The next generation is becoming increasingly unlikely to take on their parents’ farms, a well-known agricultural solicitor has said.

Co-hosting a webinar on topical issues for farmers and landowners, Aisling Meehan said she has seen a rise in cases where there is no successor identified for a farm.

“I’m coming across more and more situations where there is no successor and then parents are wondering, what are we going to do?” she said.

Meehan added that parents then have to decide the best way to divide up the farm between their children when none of them want to farm it.

“How are we going to divide it up? Do we divide it between all the kids or give it to one child?

“I go through different options with them.
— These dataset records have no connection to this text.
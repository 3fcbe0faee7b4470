use anyhow::Result;
use clap::{Parser, Subcommand};
use std::path::PathBuf;

mod config;
mod import_cmd;
mod logging;
mod state;

use import_cmd::{ColumnArgs, SourceArgs};

#[derive(Parser, Debug)]
#[command(
    name = "homeledger",
    version,
    long_version = concat!(env!("CARGO_PKG_VERSION"), " (", env!("HOMELEDGER_BUILD_SHA"), ")"),
    about = "Household bank-statement import"
)]
struct Cli {
    /// Increase log verbosity (-v debug, -vv trace)
    #[arg(short, long, action = clap::ArgAction::Count, global = true)]
    verbose: u8,

    /// Config file (default: ~/.homeledger/config.toml)
    #[arg(long, global = true)]
    config: Option<PathBuf>,

    #[command(subcommand)]
    command: Command,
}

#[derive(Subcommand, Debug)]
enum Command {
    /// Normalize a statement and emit the transactions as JSON
    Import {
        #[command(flatten)]
        source: SourceArgs,

        #[command(flatten)]
        columns: ColumnArgs,

        /// Write JSON here instead of stdout
        #[arg(long)]
        out: Option<PathBuf>,
    },

    /// Show the first rows as they would be imported
    Preview {
        #[command(flatten)]
        source: SourceArgs,

        #[command(flatten)]
        columns: ColumnArgs,

        /// Number of rows (default: import.preview_rows from config)
        #[arg(long)]
        rows: Option<usize>,
    },

    /// List decoded columns and the detected column mapping
    Columns {
        #[command(flatten)]
        source: SourceArgs,
    },

    /// Manage ~/.homeledger/config.toml
    Config {
        #[command(subcommand)]
        command: ConfigCommand,
    },
}

#[derive(Subcommand, Debug)]
enum ConfigCommand {
    /// Write the default config if none exists
    Init,
    /// Print the effective config
    Show,
}

#[tokio::main]
async fn main() -> Result<()> {
    let cli = Cli::parse();
    let cfg = config::load_config(cli.config.as_deref())?;
    logging::init_logging(&cfg.log.level, cli.verbose)?;

    match cli.command {
        Command::Import { source, columns, out } => {
            import_cmd::run_import(&cfg, &source, &columns, out).await?;
        }

        Command::Preview { source, columns, rows } => {
            import_cmd::run_preview(&cfg, &source, &columns, rows).await?;
        }

        Command::Columns { source } => {
            import_cmd::run_columns(&source).await?;
        }

        Command::Config { command } => match command {
            ConfigCommand::Init => config::init_config(cli.config.as_deref())?,
            ConfigCommand::Show => {
                println!("# {}", config::config_path(cli.config.as_deref())?.display());
                print!("{}", toml::to_string_pretty(&cfg)?);
            }
        },
    }

    Ok(())
}

#[cfg(test)]
mod tests {
    use super::*;
    use clap::CommandFactory;

    #[test]
    fn test_cli_definition_is_valid() {
        Cli::command().debug_assert();
    }

    #[test]
    fn test_parse_import_flags() {
        let cli = Cli::try_parse_from([
            "homeledger", "-v", "import", "march.csv", "--kind", "csv", "--date", "Posted",
            "--today", "2026-10-19", "--out", "out.json",
        ])
        .unwrap();
        assert_eq!(cli.verbose, 1);
        match cli.command {
            Command::Import { source, columns, out } => {
                assert_eq!(source.file, PathBuf::from("march.csv"));
                assert_eq!(source.kind, Some(import_cmd::KindArg::Csv));
                assert_eq!(columns.date.as_deref(), Some("Posted"));
                assert_eq!(columns.today, chrono::NaiveDate::from_ymd_opt(2026, 10, 19));
                assert_eq!(out, Some(PathBuf::from("out.json")));
            }
            other => panic!("unexpected command: {other:?}"),
        }
    }

    #[test]
    fn test_raw_column_conflicts_with_structured_flags() {
        let res = Cli::try_parse_from(["homeledger", "import", "a.txt", "--raw-column", "x", "--date", "d"]);
        assert!(res.is_err());
    }
}
//! Raw rows -> typed transactions.

use homeledger_core::{Clock, ColumnMapping, ImportedTransaction, NO_DESCRIPTION, RawRow};
use tracing::{debug_span, info};

use crate::line_extract::normalize_line;
use crate::structured::normalize_row;

/// Rows shown while a mapping is being confirmed.
pub const DEFAULT_PREVIEW_ROWS: usize = 5;

/// Normalize decoded rows under `mapping`.
///
/// Each row is handled on its own; a bad row yields defaults (today, zero)
/// instead of failing the batch. Rows left without a description are dropped.
/// Output keeps input order.
pub fn normalize(
    rows: impl IntoIterator<Item = RawRow>,
    mapping: &ColumnMapping,
    clock: &dyn Clock,
) -> Vec<ImportedTransaction> {
    let mode = if mapping.is_unstructured() { "unstructured" } else { "structured" };
    let _span = debug_span!("normalize", mode).entered();

    let mut rows_in = 0usize;
    let out: Vec<ImportedTransaction> = rows
        .into_iter()
        .inspect(|_| rows_in += 1)
        .map(|row| match mapping {
            ColumnMapping::Structured(m) => normalize_row(row, m, clock),
            ColumnMapping::Unstructured { source_column } => normalize_line(row, source_column, clock),
        })
        .filter(|txn| txn.description != NO_DESCRIPTION)
        .collect();

    info!(rows_in, kept = out.len(), dropped = rows_in - out.len(), "normalized rows");
    out
}

/// Normalize only the first `limit` rows.
pub fn preview(
    rows: &[RawRow],
    mapping: &ColumnMapping,
    clock: &dyn Clock,
    limit: usize,
) -> Vec<ImportedTransaction> {
    normalize(rows.iter().take(limit).cloned(), mapping, clock)
}
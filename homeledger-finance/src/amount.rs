//! Amount cleaning for USD-style statement values.
//!
//!   "$1,200.50" -> 1200.50
//!   "(50.00)"   -> -50.00
//!   "50.00-"    -> -50.00   (trailing-negative, line extraction only)

use regex::Regex;
use std::sync::OnceLock;

fn leading_number_re() -> &'static Regex {
    static RE: OnceLock<Regex> = OnceLock::new();
    RE.get_or_init(|| {
        Regex::new(r"^[+-]?(?:\d+(?:\.\d*)?|\.\d+)(?:[eE][+-]?\d+)?").expect("leading number regex")
    })
}

/// Parse the longest numeric prefix, ignoring leading whitespace.
///
/// `"84.23 USD"` parses as 84.23; text with no numeric prefix gives `None`.
pub fn parse_leading_decimal(s: &str) -> Option<f64> {
    let s = s.trim_start();
    let m = leading_number_re().find(s)?;
    m.as_str().parse::<f64>().ok().filter(|v| v.is_finite())
}

/// Drop `$` and thousands separators, and turn `(x)` into `-x`.
pub fn clean_amount(raw: &str) -> String {
    let cleaned = raw.replace(['$', ','], "");
    let cleaned = cleaned.trim();
    match cleaned.strip_prefix('(').and_then(|s| s.strip_suffix(')')) {
        Some(inner) => format!("-{inner}"),
        None => cleaned.to_string(),
    }
}

/// Structured-column amount: cleaned and parsed, `0` when unparseable.
pub fn parse_amount(raw: &str) -> f64 {
    parse_leading_decimal(&clean_amount(raw)).unwrap_or(0.0)
}

/// Amount matched at the end of a statement line, which may use a trailing minus.
pub fn parse_line_amount(matched: &str) -> f64 {
    let cleaned = matched.trim().replace(['$', ','], "");
    let signed = match cleaned.strip_suffix('-') {
        Some(body) if body.starts_with('-') => body.to_string(),
        Some(body) => format!("-{body}"),
        None => cleaned,
    };
    parse_leading_decimal(&signed).unwrap_or(0.0)
}

#[cfg(test)]
mod tests {
    use super::*;

    #[test]
    fn test_clean_amounts() {
        assert_eq!(parse_amount("123.45"), 123.45);
        assert_eq!(parse_amount("$1,200.50"), 1200.50);
        assert_eq!(parse_amount("(50.00)"), -50.00);
        assert_eq!(parse_amount("($1,000.00)"), -1000.00);
        assert_eq!(parse_amount(" -15.00 "), -15.00);
    }

    #[test]
    fn test_unparseable_is_zero() {
        assert_eq!(parse_amount(""), 0.0);
        assert_eq!(parse_amount("n/a"), 0.0);
        assert_eq!(parse_amount("()"), 0.0);
        assert_eq!(parse_amount("- 5.00"), 0.0);
    }

    #[test]
    fn test_numeric_prefix() {
        assert_eq!(parse_leading_decimal("84.23 USD"), Some(84.23));
        assert_eq!(parse_leading_decimal(".5"), Some(0.5));
        assert_eq!(parse_leading_decimal("12."), Some(12.0));
        assert_eq!(parse_leading_decimal("USD 84.23"), None);
    }

    #[test]
    fn test_line_amount_trailing_minus() {
        assert_eq!(parse_line_amount("50.00-"), -50.00);
        assert_eq!(parse_line_amount("$1,234.56-"), -1234.56);
        assert_eq!(parse_line_amount("-$15.99"), -15.99);
        assert_eq!(parse_line_amount("$-15.99"), -15.99);
        assert_eq!(parse_line_amount("-15.99-"), -15.99);
        assert_eq!(parse_line_amount("15.99"), 15.99);
    }
}
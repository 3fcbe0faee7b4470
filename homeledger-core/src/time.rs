//! Time utilities: the injected source of "today".

use anyhow::Result;
use chrono::{Datelike, NaiveDate, Utc};
use chrono_tz::Tz;

pub const DEFAULT_TIMEZONE: &str = "America/Chicago";

/// Supplies the current date to code that needs fallbacks.
pub trait Clock {
    fn today(&self) -> NaiveDate;

    fn current_year(&self) -> i32 {
        self.today().year()
    }
}

/// Wall clock, read in a fixed IANA timezone.
#[derive(Debug, Clone, Copy)]
pub struct SystemClock {
    tz: Tz,
}

impl SystemClock {
    pub fn new(tz: Tz) -> Self {
        Self { tz }
    }

    /// Parse an IANA zone like "America/Chicago".
    pub fn from_tz_name(tz: &str) -> Result<Self> {
        let tz: Tz = tz
            .parse()
            .map_err(|_| anyhow::anyhow!("invalid timezone: {tz}"))?;
        Ok(Self { tz })
    }

    pub fn timezone(&self) -> Tz {
        self.tz
    }
}

impl Default for SystemClock {
    fn default() -> Self {
        Self { tz: chrono_tz::America::Chicago }
    }
}

impl Clock for SystemClock {
    fn today(&self) -> NaiveDate {
        Utc::now().with_timezone(&self.tz).date_naive()
    }
}

/// A clock pinned to one date.
#[derive(Debug, Clone, Copy, PartialEq, Eq)]
pub struct FixedClock(pub NaiveDate);

impl Clock for FixedClock {
    fn today(&self) -> NaiveDate {
        self.0
    }
}

#[cfg(test)]
mod tests {
    use super::*;

    #[test]
    fn test_fixed_clock() {
        let clock = FixedClock(NaiveDate::from_ymd_opt(2026, 2, 20).unwrap());
        assert_eq!(clock.current_year(), 2026);
    }

    #[test]
    fn test_parse_timezone() {
        let clock = SystemClock::from_tz_name("Europe/Berlin").unwrap();
        assert_eq!(clock.timezone(), chrono_tz::Europe::Berlin);
        assert!(SystemClock::from_tz_name("Mars/Olympus").is_err());
    }

    #[test]
    fn test_default_zone_matches_constant() {
        let clock = SystemClock::default();
        assert_eq!(clock.timezone().name(), DEFAULT_TIMEZONE);
    }
}
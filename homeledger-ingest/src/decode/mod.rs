//! Decoders turning raw file content into ordered raw rows.

mod delimited;
mod text;

pub use delimited::decode_delimited;
pub use text::{decode_lines, decode_text, RAW_TEXT_COLUMN};

const UTF8_BOM: &[u8] = b"\xEF\xBB\xBF";

fn strip_bom(bytes: &[u8]) -> &[u8] {
    bytes.strip_prefix(UTF8_BOM).unwrap_or(bytes)
}
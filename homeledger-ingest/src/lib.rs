//! homeledger-ingest: statement decoding (CSV exports and extracted text lines).

pub mod decode;
pub mod error;
pub mod load;
pub mod types;

pub use decode::{decode_delimited, decode_lines, decode_text, RAW_TEXT_COLUMN};
pub use error::{DecodeError, Result};
pub use load::load_table;
pub use types::{DecodedTable, SourceKind};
I go through the tax aspects of it and the different reliefs, [and so on].

“Some give it to all the kids as co-owners, some divide up the farm into different pieces and others will give it to one, that they might make a cash [financial] contribution towards the other family members,” she said.

On the long-term leasing of farms, the solicitor said: “it’s really, really popular”.

Meehan said typically, those operating labour-intensive farming enterprises do not want to carry it on into their senior years, once their children are financially independent. Often then, long-term leasing comes into the equation.

“Once kids are done, cared for and gone through education, the pressure is taken off a bit in terms of having to fund them.

“You’re not under as much pressure to generate that kind of an income,” she said.